MongoDB, the next gen database company whose popularity is surging, has raised an impressive $150 million, the largest round ever for a database company, according to the company’s own claims.
The round also makes MongoDB New York’s most valuable Internet startup, Bloomberg points out. The publication cites two sources familiar with the deal who place the valuation of the round at $1.2 billion.
MongoDB uses a document oriented database, rather than a relational database, storing data in documents instead of traditional tables and rows. The result is lower cost software that scales elastically very quickly. MetLife used MongoDB to build a feed similar to Facebook that consolidated customer data from more than 70 unconnected corporate systems in 90 days. MongoDB provides an evolution of databases that Forbes contributor Peter Cohan describes as a “Quantum Value Leap. The value of its product to customers is so much greater than what the incumbents provide that all the fear, uncertainty, and doubt of dealing with a start-up that Oracle and IBM try to stir in the hearts of its customers cannot hold back demand.”
Proof, Cohan points out, can be found in this round’s latest investors, Fidelity Investments, Flybridge Capital Partners, In-Q-Tel, Intel Capital, Sequoia Capital, Union Square Ventures and T. Rowe Price, large investment houses betting MongoDB will bring big returns on very little risk.

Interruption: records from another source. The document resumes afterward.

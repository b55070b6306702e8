//! Shared state for the HTTP front door.

use std::path::PathBuf;
use std::sync::Arc;

use crate::directory::ChannelDirectory;
use crate::session::SessionManager;
use crate::tuner::TunerPool;

/// Fixed device identity advertised to Plex.
#[derive(Debug, Clone)]
pub struct DeviceIdentity {
    /// Name shown in Plex's tuner setup.
    pub friendly_name: String,
    /// Fake device id; only needs to be unique on the LAN.
    pub device_id: String,
    /// Externally reachable base URL of this gateway.
    pub base_url: String,
}

/// Everything the request handlers need. Constructed once at startup and
/// passed by `Arc`; handlers never touch ambient globals.
pub struct GatewayState {
    pub directory: Arc<ChannelDirectory>,
    pub tuner_pool: Arc<TunerPool>,
    pub sessions: Arc<SessionManager>,
    pub identity: DeviceIdentity,
    /// Cached XMLTV guide file, when guide refresh is enabled.
    pub guide_path: Option<PathBuf>,
}
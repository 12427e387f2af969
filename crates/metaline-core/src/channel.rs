//! Length-prefixed message framing over a local socket pair.
//!
//! Frame layout: an 8-byte ASCII header holding the payload length in
//! lowercase hexadecimal (left-padded with zeros), followed by the payload
//! bytes. The channel is trusted (same host, parent/worker), so there is no
//! magic, version, or checksum.

use std::io::{self, ErrorKind, Read, Write};
use std::os::unix::net::UnixStream;
use std::time::Duration;

/// Size of the hex length header in bytes.
pub const HEADER_LEN: usize = 8;

/// Largest payload a frame can describe (8 hex digits).
pub const MAX_PAYLOAD: usize = u32::MAX as usize;

/// Error from channel operations.
#[derive(Debug)]
pub enum ChannelError {
    /// Peer closed the stream (EOF).
    Closed,
    /// Malformed frame header.
    Protocol(String),
    /// Underlying stream failure.
    Broken(io::Error),
}

impl std::fmt::Display for ChannelError {
    fn fmt(&self, f: &mut std::fmt::Formatter<'_>) -> std::fmt::Result {
        match self {
            Self::Closed => write!(f, "channel closed by peer"),
            Self::Protocol(msg) => write!(f, "channel protocol error: {msg}"),
            Self::Broken(e) => write!(f, "channel broken: {e}"),
        }
    }
}

impl std::error::Error for ChannelError {}

impl From<io::Error> for ChannelError {
    fn from(e: io::Error) -> Self {
        if e.kind() == ErrorKind::UnexpectedEof {
            Self::Closed
        } else {
            Self::Broken(e)
        }
    }
}

/// One end of a framed duplex byte stream.
#[derive(Debug)]
pub struct Channel {
    stream: UnixStream,
}

impl Channel {
    /// Create a connected pair of channels (parent end, worker end).
    pub fn pair() -> io::Result<(Channel, Channel)> {
        let (a, b) = UnixStream::pair()?;
        Ok((Channel { stream: a }, Channel { stream: b }))
    }

    /// Write one frame, looping until all bytes are flushed.
    pub fn send(&mut self, payload: &[u8]) -> Result<(), ChannelError> {
        if payload.len() > MAX_PAYLOAD {
            return Err(ChannelError::Protocol(format!(
                "payload of {} bytes exceeds frame limit",
                payload.len()
            )));
        }
        let header = format!("{:08x}", payload.len());
        self.stream.write_all(header.as_bytes())?;
        self.stream.write_all(payload)?;
        self.stream.flush()?;
        Ok(())
    }

    /// Read one frame, blocking until it is complete.
    ///
    /// EOF before the header completes is [`ChannelError::Closed`]; a
    /// non-hex header is [`ChannelError::Protocol`].
    pub fn read_blocking(&mut self) -> Result<Vec<u8>, ChannelError> {
        let mut header = [0u8; HEADER_LEN];
        self.stream.read_exact(&mut header)?;
        let text = std::str::from_utf8(&header)
            .map_err(|_| ChannelError::Protocol("header is not ASCII".into()))?;
        let len = usize::from_str_radix(text, 16)
            .map_err(|_| ChannelError::Protocol(format!("header {text:?} is not hex")))?;
        let mut payload = vec![0u8; len];
        self.stream.read_exact(&mut payload)?;
        Ok(payload)
    }

    /// Read one frame if data is already available.
    ///
    /// Returns `None` immediately when nothing is buffered; once the first
    /// byte is present the rest of the frame is read as in
    /// [`read_blocking`](Self::read_blocking).
    pub fn read_nonblocking(&mut self) -> Result<Option<Vec<u8>>, ChannelError> {
        self.stream.set_nonblocking(true).map_err(ChannelError::Broken)?;
        let mut probe = [0u8; 1];
        let peeked = self.stream.peek(&mut probe);
        self.stream.set_nonblocking(false).map_err(ChannelError::Broken)?;

        match peeked {
            Ok(0) => Err(ChannelError::Closed),
            Ok(_) => self.read_blocking().map(Some),
            Err(e) if e.kind() == ErrorKind::WouldBlock => Ok(None),
            Err(e) => Err(ChannelError::Broken(e)),
        }
    }

    /// Wait until the channel has readable data, up to `timeout`.
    ///
    /// A zero timeout degrades to an immediate poll. EOF counts as readable
    /// so a closed peer is noticed promptly.
    pub fn wait_readable(&self, timeout: Duration) -> io::Result<bool> {
        let mut probe = [0u8; 1];

        if timeout.is_zero() {
            self.stream.set_nonblocking(true)?;
            let peeked = self.stream.peek(&mut probe);
            self.stream.set_nonblocking(false)?;
            return match peeked {
                Ok(_) => Ok(true),
                Err(e) if e.kind() == ErrorKind::WouldBlock => Ok(false),
                Err(e) => Err(e),
            };
        }

        self.stream.set_read_timeout(Some(timeout))?;
        let peeked = self.stream.peek(&mut probe);
        self.stream.set_read_timeout(None)?;
        match peeked {
            Ok(_) => Ok(true),
            Err(e) if matches!(e.kind(), ErrorKind::WouldBlock | ErrorKind::TimedOut) => Ok(false),
            Err(e) => Err(e),
        }
    }
}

The service is hugely popular with more than 5 million downloads, 100,000 online education registrations, and 20,000 user group members. Its operations in Europe, the Middle East and Africa has been growing 300 percent annually, the company told Bloomberg. Starting out with 20 employees in 2011, the company now employs 320 people and serves 600 customers.
Charging about a tenth of what MongoDB’s Chief Executive Max Schireson called in a blog post “the 800 pound gorillas of the database world,” namely Oracle, IBM, and Microsoft, MongoDB is poised to bring monumental disruption to a market Forrester Research estimates to be $30 billion. “I think the industry is ready for change. I think database users want a technology which is more agile than relational, better suited to cloud-style deployment, and a better fit for the type of application development we do today,” Schireson contends.
Yet MongoDB is still a David of a startup, and its competition are Goliaths. That’s where the $150 million comes in. “…We are in a market dominated by technologies with over 30 years of engineering in them,” Schireson continues. “Their designs may not be as well suited to modern applications, but they are very mature, very feature rich, and have huge partner ecosystems and big companies that understand the needs of their enterprise customers behind them. They have way more tooling – and decades of refinement of operational tools. … We know that it will take a large and sustained effort to build the maturity that many users expect in this market.”
With more than $231 million raised, MongoDB has plenty of capital for its sling. Aside from the giants, the company competes against DataStax, which recently raised $45 million, and Couchbase, which recently raised $25 million.
Formerly 10Gen, MongoDB is a Red Herring Americas 2012 winner.